HD 95370

Observation data Epoch J2000 Equinox ICRS
- Constellation: Vela
- Right ascension: 11^{h} 00^{m} 09.2642^{s}
- Declination: −42° 13′ 33.090″
- Apparent magnitude (V): 4.37

Characteristics
- Spectral type: A3 V
- B−V color index: 0.116±0.005

Astrometry
- Radial velocity (R_{v}): −3.50±0.50 km/s
- Proper motion (μ): RA: 23.077(64) mas/yr Dec.: 3.942(88) mas/yr
- Parallax (π): 16.2011±0.1139 mas
- Distance: 201 ± 1 ly (61.7 ± 0.4 pc)
- Absolute magnitude (M_{V}): 0.47

Details
- Mass: 2.01 M_{☉}
- Radius: 2.6 R_{☉}
- Luminosity: 54.77 L_{☉}
- Surface gravity (log g): 3.72±0.14 cgs
- Temperature: 8,696±296 K
- Rotational velocity (v sin i): 115 km/s
- Age: 548 Myr
- Other designations: i Vel, CD−41°6276, FK5 415, HD 95370, HIP 53773, HR 4293, SAO 222487

Database references
- SIMBAD: data

= HD 95370 =

Star in the constellation Vela

HD 95370 is a single star in the southern constellation of Vela. With an apparent visual magnitude of 4.37, it can be viewed with the naked eye. The distance to this star can be determined from its annual parallax shift of 16.2 mas, yielding a value of 201 light years. It is moving closer to the Earth with a heliocentric radial velocity of −3.5 km/s.

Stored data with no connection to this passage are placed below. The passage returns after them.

#![forbid(unsafe_code)]

//! Messages for server-pushed incremental data streams.

use serde::{Deserialize, Serialize};

/// Identifies one stream handle.
pub type HandleId = i32;

/// A batch of items delivered on a handle.
#[derive(Debug, Clone, PartialEq, Serialize, Deserialize)]
pub struct HandleData {
    pub handle: HandleId,
    pub count: u32,
    pub data: Vec<serde_json::Value>,
}

/// A request to derive a new stream from an existing one.
#[derive(Debug, Clone, PartialEq, Eq, Serialize, Deserialize)]
#[serde(rename_all = "camelCase")]
pub struct ModifyStream {
    pub from_handle: HandleId,
    pub ops: Vec<String>,
    #[serde(default, skip_serializing_if = "Option::is_none")]
    pub new_handle: Option<HandleId>,
}

/// A buffered stream message.
#[derive(Debug, Clone, PartialEq, Serialize, Deserialize)]
#[serde(tag = "type", rename_all = "camelCase")]
pub enum StreamMessage {
    Data(HandleData),
    Modify(ModifyStream),
}

impl StreamMessage {
    /// The handle this message was received on.
    #[must_use]
    pub fn handle(&self) -> HandleId {
        match self {
            Self::Data(data) => data.handle,
            Self::Modify(modify) => modify.from_handle,
        }
    }
}
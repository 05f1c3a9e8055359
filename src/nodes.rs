// =============================================================================
// ChainView Backend - Nodes API
// =============================================================================
// Endpoints for supply chain locations (factories, warehouses, stores)
// =============================================================================

use axum::{
    extract::{Path, State},
    http::StatusCode,
    Json,
};
use chrono::{DateTime, Utc};
use serde::{Deserialize, Serialize};

use crate::auth::AuthUser;
use crate::db::Node;
use crate::error::ApiError;
use crate::AppState;

// =============================================================================
// Request/Response Types
// =============================================================================

#[derive(Debug, Deserialize)]
#[serde(rename_all = "camelCase")]
pub struct NodeRequest {
    pub name: String,
    #[serde(rename = "type")]
    pub node_type: String,
    pub latitude: f64,
    pub longitude: f64,
    pub capacity: Option<i64>,
    pub status: Option<String>,
}

#[derive(Debug, Serialize)]
#[serde(rename_all = "camelCase")]
pub struct NodeResponse {
    pub id: String,
    pub name: String,
    #[serde(rename = "type")]
    pub node_type: String,
    pub latitude: f64,
    pub longitude: f64,
    pub capacity: Option<i64>,
    pub status: String,
    pub created_at: DateTime<Utc>,
    pub updated_at: DateTime<Utc>,
}

impl From<Node> for NodeResponse {
    fn from(n: Node) -> Self {
        Self {
            id: n.id,
            name: n.name,
            node_type: n.node_type,
            latitude: n.latitude,
            longitude: n.longitude,
            capacity: n.capacity,
            status: n.status,
            created_at: n.created_at,
            updated_at: n.updated_at,
        }
    }
}

// =============================================================================
// Handlers
// =============================================================================

/// List all nodes.
pub async fn get_nodes(State(state): State<AppState>) -> Result<Json<Vec<NodeResponse>>, ApiError> {
    let nodes = state.db.get_all_nodes().await?;
    Ok(Json(nodes.into_iter().map(Into::into).collect()))
}

/// Get a single node by ID.
pub async fn get_node(
    State(state): State<AppState>,
    Path(id): Path<String>,
) -> Result<Json<NodeResponse>, ApiError> {
    let node = state.db.find_node_by_id(&id).await?.ok_or(ApiError::NotFound)?;
    Ok(Json(node.into()))
}

/// List nodes of a given type.
pub async fn get_nodes_by_type(
    State(state): State<AppState>,
    Path(node_type): Path<String>,
) -> Result<Json<Vec<NodeResponse>>, ApiError> {
    let nodes = state.db.get_nodes_by_type(&node_type).await?;
    Ok(Json(nodes.into_iter().map(Into::into).collect()))
}

/// List nodes with a given status.
pub async fn get_nodes_by_status(
    State(state): State<AppState>,
    Path(status): Path<String>,
) -> Result<Json<Vec<NodeResponse>>, ApiError> {
    let nodes = state.db.get_nodes_by_status(&status).await?;
    Ok(Json(nodes.into_iter().map(Into::into).collect()))
}

/// Create a node. The id is assigned here, never taken from the request.
pub async fn create_node(
    State(state): State<AppState>,
    auth: AuthUser,
    Json(req): Json<NodeRequest>,
) -> Result<Json<NodeResponse>, ApiError> {
    auth.require_any(&["USER", "ADMIN"])?;

    let now = Utc::now();
    let node = Node {
        id: uuid::Uuid::new_v4().to_string(),
        name: req.name,
        node_type: req.node_type,
        latitude: req.latitude,
        longitude: req.longitude,
        capacity: req.capacity,
        status: req.status.unwrap_or_else(|| "active".to_string()),
        created_at: now,
        updated_at: now,
    };
    state.db.insert_node(&node).await?;

    Ok(Json(node.into()))
}

/// Overwrite a node's mutable fields.
pub async fn update_node(
    State(state): State<AppState>,
    auth: AuthUser,
    Path(id): Path<String>,
    Json(req): Json<NodeRequest>,
) -> Result<Json<NodeResponse>, ApiError> {
    auth.require_any(&["USER", "ADMIN"])?;

    let existing = state.db.find_node_by_id(&id).await?.ok_or(ApiError::NotFound)?;

    let node = Node {
        id: existing.id,
        name: req.name,
        node_type: req.node_type,
        latitude: req.latitude,
        longitude: req.longitude,
        capacity: req.capacity,
        status: req.status.unwrap_or(existing.status),
        created_at: existing.created_at,
        updated_at: Utc::now(),
    };
    state.db.update_node(&node).await?;

    Ok(Json(node.into()))
}

/// Delete a node.
pub async fn delete_node(
    State(state): State<AppState>,
    auth: AuthUser,
    Path(id): Path<String>,
) -> Result<StatusCode, ApiError> {
    auth.require_any(&["USER", "ADMIN"])?;

    if state.db.delete_node(&id).await? == 0 {
        return Err(ApiError::NotFound);
    }
    Ok(StatusCode::OK)
}

// =============================================================================
// Tests
// =============================================================================
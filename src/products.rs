// =============================================================================
// ChainView Backend - Products API
// =============================================================================

use axum::{
    extract::{Path, State},
    http::StatusCode,
    Json,
};
use chrono::{DateTime, Utc};
use serde::{Deserialize, Serialize};

use crate::auth::AuthUser;
use crate::db::Product;
use crate::error::ApiError;
use crate::AppState;

// =============================================================================
// Request/Response Types
// =============================================================================

#[derive(Debug, Deserialize)]
#[serde(rename_all = "camelCase")]
pub struct ProductRequest {
    pub name: String,
    pub description: Option<String>,
    pub unit_price: f64,
    pub weight: Option<f64>,
    pub sku: Option<String>,
    pub status: Option<String>,
}

#[derive(Debug, Serialize)]
#[serde(rename_all = "camelCase")]
pub struct ProductResponse {
    pub id: String,
    pub name: String,
    pub description: Option<String>,
    pub unit_price: f64,
    pub weight: Option<f64>,
    pub sku: Option<String>,
    pub status: String,
    pub created_at: DateTime<Utc>,
    pub updated_at: DateTime<Utc>,
}

impl From<Product> for ProductResponse {
    fn from(p: Product) -> Self {
        Self {
            id: p.id,
            name: p.name,
            description: p.description,
            unit_price: p.unit_price,
            weight: p.weight,
            sku: p.sku,
            status: p.status,
            created_at: p.created_at,
            updated_at: p.updated_at,
        }
    }
}

/// Surface a duplicate-SKU unique violation as a conflict.
fn map_sku_conflict(e: sqlx::Error) -> ApiError {
    match e {
        sqlx::Error::Database(ref d) if d.is_unique_violation() => {
            ApiError::Conflict("SKU already in use".to_string())
        }
        other => other.into(),
    }
}

// =============================================================================
// Handlers
// =============================================================================

/// List all products.
pub async fn get_products(State(state): State<AppState>) -> Result<Json<Vec<ProductResponse>>, ApiError> {
    let products = state.db.get_all_products().await?;
    Ok(Json(products.into_iter().map(Into::into).collect()))
}

/// Get a single product by ID.
pub async fn get_product(
    State(state): State<AppState>,
    Path(id): Path<String>,
) -> Result<Json<ProductResponse>, ApiError> {
    let product = state.db.find_product_by_id(&id).await?.ok_or(ApiError::NotFound)?;
    Ok(Json(product.into()))
}

/// List products with a given status.
pub async fn get_products_by_status(
    State(state): State<AppState>,
    Path(status): Path<String>,
) -> Result<Json<Vec<ProductResponse>>, ApiError> {
    let products = state.db.get_products_by_status(&status).await?;
    Ok(Json(products.into_iter().map(Into::into).collect()))
}

/// List products with a given SKU.
pub async fn get_products_by_sku(
    State(state): State<AppState>,
    Path(sku): Path<String>,
) -> Result<Json<Vec<ProductResponse>>, ApiError> {
    let products = state.db.get_products_by_sku(&sku).await?;
    Ok(Json(products.into_iter().map(Into::into).collect()))
}

/// Create a product.
pub async fn create_product(
    State(state): State<AppState>,
    auth: AuthUser,
    Json(req): Json<ProductRequest>,
) -> Result<Json<ProductResponse>, ApiError> {
    auth.require_any(&["USER", "ADMIN"])?;

    let now = Utc::now();
    let product = Product {
        id: uuid::Uuid::new_v4().to_string(),
        name: req.name,
        description: req.description,
        unit_price: req.unit_price,
        weight: req.weight,
        sku: req.sku,
        status: req.status.unwrap_or_else(|| "active".to_string()),
        created_at: now,
        updated_at: now,
    };
    state.db.insert_product(&product).await.map_err(map_sku_conflict)?;

    Ok(Json(product.into()))
}

/// Overwrite a product's mutable fields.
pub async fn update_product(
    State(state): State<AppState>,
    auth: AuthUser,
    Path(id): Path<String>,
    Json(req): Json<ProductRequest>,
) -> Result<Json<ProductResponse>, ApiError> {
    auth.require_any(&["USER", "ADMIN"])?;

    let existing = state.db.find_product_by_id(&id).await?.ok_or(ApiError::NotFound)?;

    let product = Product {
        id: existing.id,
        name: req.name,
        description: req.description,
        unit_price: req.unit_price,
        weight: req.weight,
        sku: req.sku,
        status: req.status.unwrap_or(existing.status),
        created_at: existing.created_at,
        updated_at: Utc::now(),
    };
    state.db.update_product(&product).await.map_err(map_sku_conflict)?;

    Ok(Json(product.into()))
}

/// Delete a product.
pub async fn delete_product(
    State(state): State<AppState>,
    auth: AuthUser,
    Path(id): Path<String>,
) -> Result<StatusCode, ApiError> {
    auth.require_any(&["USER", "ADMIN"])?;

    if state.db.delete_product(&id).await? == 0 {
        return Err(ApiError::NotFound);
    }
    Ok(StatusCode::OK)
}

// =============================================================================
// Tests
// =============================================================================

#[cfg(test)]
mod tests {
    use super::*;
    use crate::test_state;

    fn admin() -> AuthUser {
        AuthUser {
            user_id: "admin-1".into(),
            roles: vec!["ADMIN".into()],
        }
    }

    fn request(name: &str, sku: Option<&str>) -> ProductRequest {
        ProductRequest {
            name: name.into(),
            description: None,
            unit_price: 4.5,
            weight: None,
            sku: sku.map(|s| s.to_string()),
            status: None,
        }
    }

    #[tokio::test]
    async fn sku_lookup_returns_exact_matches() {
        let state = test_state().await;
        create_product(State(state.clone()), admin(), Json(request("Bolt", Some("SKU-1"))))
            .await
            .unwrap();
        create_product(State(state.clone()), admin(), Json(request("Nut", Some("SKU-2"))))
            .await
            .unwrap();

        let Json(found) = get_products_by_sku(State(state.clone()), Path("SKU-1".into()))
            .await
            .unwrap();
        assert_eq!(found.len(), 1);
        assert_eq!(found[0].name, "Bolt");

        let Json(none) = get_products_by_sku(State(state), Path("SKU-9".into()))
            .await
            .unwrap();
        assert!(none.is_empty());
    }

    #[tokio::test]
    async fn duplicate_sku_is_a_conflict() {
        let state = test_state().await;
        create_product(State(state.clone()), admin(), Json(request("Bolt", Some("SKU-1"))))
            .await
            .unwrap();
        assert!(matches!(
            create_product(State(state), admin(), Json(request("Copy", Some("SKU-1")))).await,
            Err(ApiError::Conflict(_))
        ));
    }

    #[tokio::test]
    async fn update_missing_product_is_not_found() {
        let state = test_state().await;
        assert!(matches!(
            update_product(State(state), admin(), Path("nope".into()), Json(request("X", None))).await,
            Err(ApiError::NotFound)
        ));
    }
}
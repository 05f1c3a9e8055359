// =============================================================================
// ChainView Backend - Authorization
// =============================================================================
// Token validation and role checks for mutating endpoints. Tokens are minted
// by the external auth service; this backend only verifies them.
// =============================================================================

use axum::{
    async_trait,
    extract::FromRequestParts,
    http::{header, request::Parts},
};
use jsonwebtoken::{decode, DecodingKey, Validation};
use serde::{Deserialize, Serialize};

use crate::error::ApiError;
use crate::AppState;

// -----------------------------------------------------------------------------
// JWT Claims
// -----------------------------------------------------------------------------

#[derive(Debug, Serialize, Deserialize)]
pub struct Claims {
    pub sub: String,        // User ID
    pub roles: Vec<String>, // Role names, e.g. "USER", "ADMIN", "MODERATOR"
    pub exp: i64,           // Expiry timestamp
    pub iat: i64,           // Issued at
}

// -----------------------------------------------------------------------------
// Auth Extractor
// -----------------------------------------------------------------------------

/// Authenticated caller extracted from a Bearer JWT.
#[derive(Debug, Clone)]
pub struct AuthUser {
    pub user_id: String,
    pub roles: Vec<String>,
}

impl AuthUser {
    /// Reject the request unless the caller holds at least one of `roles`.
    pub fn require_any(&self, roles: &[&str]) -> Result<(), ApiError> {
        if self.roles.iter().any(|r| roles.contains(&r.as_str())) {
            Ok(())
        } else {
            Err(ApiError::Forbidden)
        }
    }
}

#[async_trait]
impl FromRequestParts<AppState> for AuthUser {
    type Rejection = ApiError;

    async fn from_request_parts(parts: &mut Parts, state: &AppState) -> Result<Self, Self::Rejection> {
        let auth_header = parts
            .headers
            .get(header::AUTHORIZATION)
            .and_then(|v| v.to_str().ok())
            .ok_or(ApiError::Unauthorized)?;

        let token = auth_header
            .strip_prefix("Bearer ")
            .ok_or(ApiError::Unauthorized)?;

        let claims = validate_token(token, &state.config.jwt_secret)?;

        Ok(AuthUser {
            user_id: claims.sub,
            roles: claims.roles,
        })
    }
}

/// Validate a JWT token and extract claims.
pub fn validate_token(token: &str, secret: &str) -> Result<Claims, ApiError> {
    decode::<Claims>(
        token,
        &DecodingKey::from_secret(secret.as_bytes()),
        &Validation::default(),
    )
    .map(|data| data.claims)
    .map_err(|_| ApiError::Unauthorized)
}

// -----------------------------------------------------------------------------
// Tests
// -----------------------------------------------------------------------------
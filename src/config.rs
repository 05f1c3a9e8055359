// =============================================================================
// ChainView Backend - Configuration
// =============================================================================

use std::env;

/// Application configuration loaded from environment variables.
#[derive(Debug, Clone)]
pub struct Config {
    /// Server bind address (e.g., "127.0.0.1:8080")
    pub bind_address: String,

    /// Database URL (SQLite path)
    pub database_url: String,

    /// JWT secret for verifying tokens issued by the auth service
    pub jwt_secret: String,
}

impl Config {
    /// Load configuration from environment variables.
    pub fn from_env() -> Result<Self, ConfigError> {
        Ok(Self {
            bind_address: env::var("BIND_ADDRESS").unwrap_or_else(|_| "127.0.0.1:8080".into()),
            database_url: env::var("DATABASE_URL").unwrap_or_else(|_| "sqlite:chainview.db".into()),
            jwt_secret: env::var("JWT_SECRET").map_err(|_| ConfigError::Missing("JWT_SECRET"))?,
        })
    }
}

#[derive(Debug, thiserror::Error)]
pub enum ConfigError {
    #[error("Missing required environment variable: {0}")]
    Missing(&'static str),
}
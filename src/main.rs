// =============================================================================
// ChainView Backend - API Server Entry Point
// =============================================================================
// Table of Contents:
// 1. Imports
// 2. Application State
// 3. Main Entry Point
// 4. Router Setup
// =============================================================================

mod auth;
mod config;
mod connections;
mod db;
mod error;
mod inventory;
mod nodes;
mod products;
mod shipments;

use axum::{
    routing::{get, put},
    Router,
};
use std::sync::Arc;
use tower_http::cors::{Any, CorsLayer};
use tower_http::trace::TraceLayer;
use tracing_subscriber::{layer::SubscriberExt, util::SubscriberInitExt};

use crate::config::Config;
use crate::db::Database;

// -----------------------------------------------------------------------------
// 2. Application State
// -----------------------------------------------------------------------------

/// Shared application state.
#[derive(Clone)]
pub struct AppState {
    pub config: Arc<Config>,
    pub db: Database,
}

// -----------------------------------------------------------------------------
// 3. Main Entry Point
// -----------------------------------------------------------------------------

#[tokio::main]
async fn main() -> Result<(), Box<dyn std::error::Error>> {
    // Initialize logging
    tracing_subscriber::registry()
        .with(tracing_subscriber::EnvFilter::new(
            std::env::var("RUST_LOG").unwrap_or_else(|_| "info".into()),
        ))
        .with(tracing_subscriber::fmt::layer())
        .init();

    // Load environment variables
    let _ = dotenvy::dotenv();

    // Load configuration
    let config = Config::from_env()?;
    let bind_addr = config.bind_address.clone();

    // Ensure database directory exists for SQLite
    if config.database_url.starts_with("sqlite:") {
        let db_path = config.database_url.trim_start_matches("sqlite:");
        if let Some(parent) = std::path::Path::new(db_path).parent() {
            if !parent.as_os_str().is_empty() {
                std::fs::create_dir_all(parent).ok();
            }
        }
    }

    // Initialize database
    let db = Database::new(&config.database_url).await?;
    db.run_migrations().await?;

    // Create app state
    let state = AppState {
        config: Arc::new(config),
        db,
    };

    // Build router
    let app = create_router(state);

    // Start server
    let listener = tokio::net::TcpListener::bind(&bind_addr).await?;
    tracing::info!("ChainView API Server running on http://{}", bind_addr);

    axum::serve(listener, app).await?;

    Ok(())
}

// -----------------------------------------------------------------------------
// 4. Router Setup
// -----------------------------------------------------------------------------

fn create_router(state: AppState) -> Router {
    // CORS configuration
    let cors = CorsLayer::new()
        .allow_origin(Any)
        .allow_methods(Any)
        .allow_headers(Any);

    Router::new()
        // Health check
        .route("/health", get(|| async { "OK" }))
        // Nodes API
        .route("/api/nodes", get(nodes::get_nodes).post(nodes::create_node))
        .route(
            "/api/nodes/:id",
            get(nodes::get_node)
                .put(nodes::update_node)
                .delete(nodes::delete_node),
        )
        .route("/api/nodes/type/:type", get(nodes::get_nodes_by_type))
        .route("/api/nodes/status/:status", get(nodes::get_nodes_by_status))
        // Products API
        .route(
            "/api/products",
            get(products::get_products).post(products::create_product),
        )
        .route(
            "/api/products/:id",
            get(products::get_product)
                .put(products::update_product)
                .delete(products::delete_product),
        )
        .route(
            "/api/products/status/:status",
            get(products::get_products_by_status),
        )
        .route("/api/products/sku/:sku", get(products::get_products_by_sku))
        // Connections API
        .route(
            "/api/connections",
            get(connections::get_connections).post(connections::create_connection),
        )
        .route(
            "/api/connections/:id",
            get(connections::get_connection)
                .put(connections::update_connection)
                .delete(connections::delete_connection),
        )
        .route(
            "/api/connections/source/:source_id",
            get(connections::get_connections_by_source),
        )
        .route(
            "/api/connections/target/:target_id",
            get(connections::get_connections_by_target),
        )
        .route(
            "/api/connections/nodes",
            get(connections::get_connections_by_nodes),
        )
        // Inventory API
        .route(
            "/api/inventory",
            get(inventory::get_inventory).post(inventory::create_or_update_inventory),
        )
        .route(
            "/api/inventory/:id",
            get(inventory::get_inventory_by_id).delete(inventory::delete_inventory),
        )
        .route(
            "/api/inventory/node/:node_id",
            get(inventory::get_inventory_by_node),
        )
        .route(
            "/api/inventory/product/:product_id",
            get(inventory::get_inventory_by_product),
        )
        .route("/api/inventory/low-stock", get(inventory::get_low_stock))
        // Shipments API
        .route(
            "/api/shipments",
            get(shipments::get_shipments).post(shipments::create_shipment),
        )
        .route(
            "/api/shipments/:id",
            get(shipments::get_shipment)
                .put(shipments::update_shipment)
                .delete(shipments::delete_shipment),
        )
        // PUT overwrites the status of shipment :id; GET lists by status value
        .route(
            "/api/shipments/status/:id",
            put(shipments::update_shipment_status).get(shipments::get_shipments_by_status),
        )
        .route(
            "/api/shipments/source/:source_id",
            get(shipments::get_shipments_by_source),
        )
        .route(
            "/api/shipments/destination/:destination_id",
            get(shipments::get_shipments_by_destination),
        )
        .route(
            "/api/shipments/date-range",
            get(shipments::get_shipments_by_date_range),
        )
        // Middleware
        .layer(TraceLayer::new_for_http())
        .layer(cors)
        .with_state(state)
}

// -----------------------------------------------------------------------------
// Test Support
// -----------------------------------------------------------------------------

#[cfg(test)]
pub(crate) async fn test_state() -> AppState {
    AppState {
        config: Arc::new(Config {
            bind_address: "127.0.0.1:0".into(),
            database_url: "sqlite::memory:".into(),
            jwt_secret: "test-secret".into(),
        }),
        db: db::memory_db().await,
    }
}

#[cfg(test)]
mod tests {
    use super::*;

    #[tokio::test]
    async fn router_builds_without_route_conflicts() {
        let state = test_state().await;
        let _app = create_router(state);
    }
}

According to Houk (1978), this is an A-type main-sequence star with a stellar classification of A3 V. However, Levato (1972) listed a class of A3 IV, which may suggest it is instead a more evolved subgiant star. It is 548 million years years old with a high projected rotational velocity of 115 km/s, giving it an oblate shape with an equatorial bulge that is 5% larger than the polar radius. HD 95370 has double the mass of the Sun and 2.6 times the Sun's radius. It is radiating 55 times the Sun's luminosity from its photosphere at an effective temperature of 8,696 K.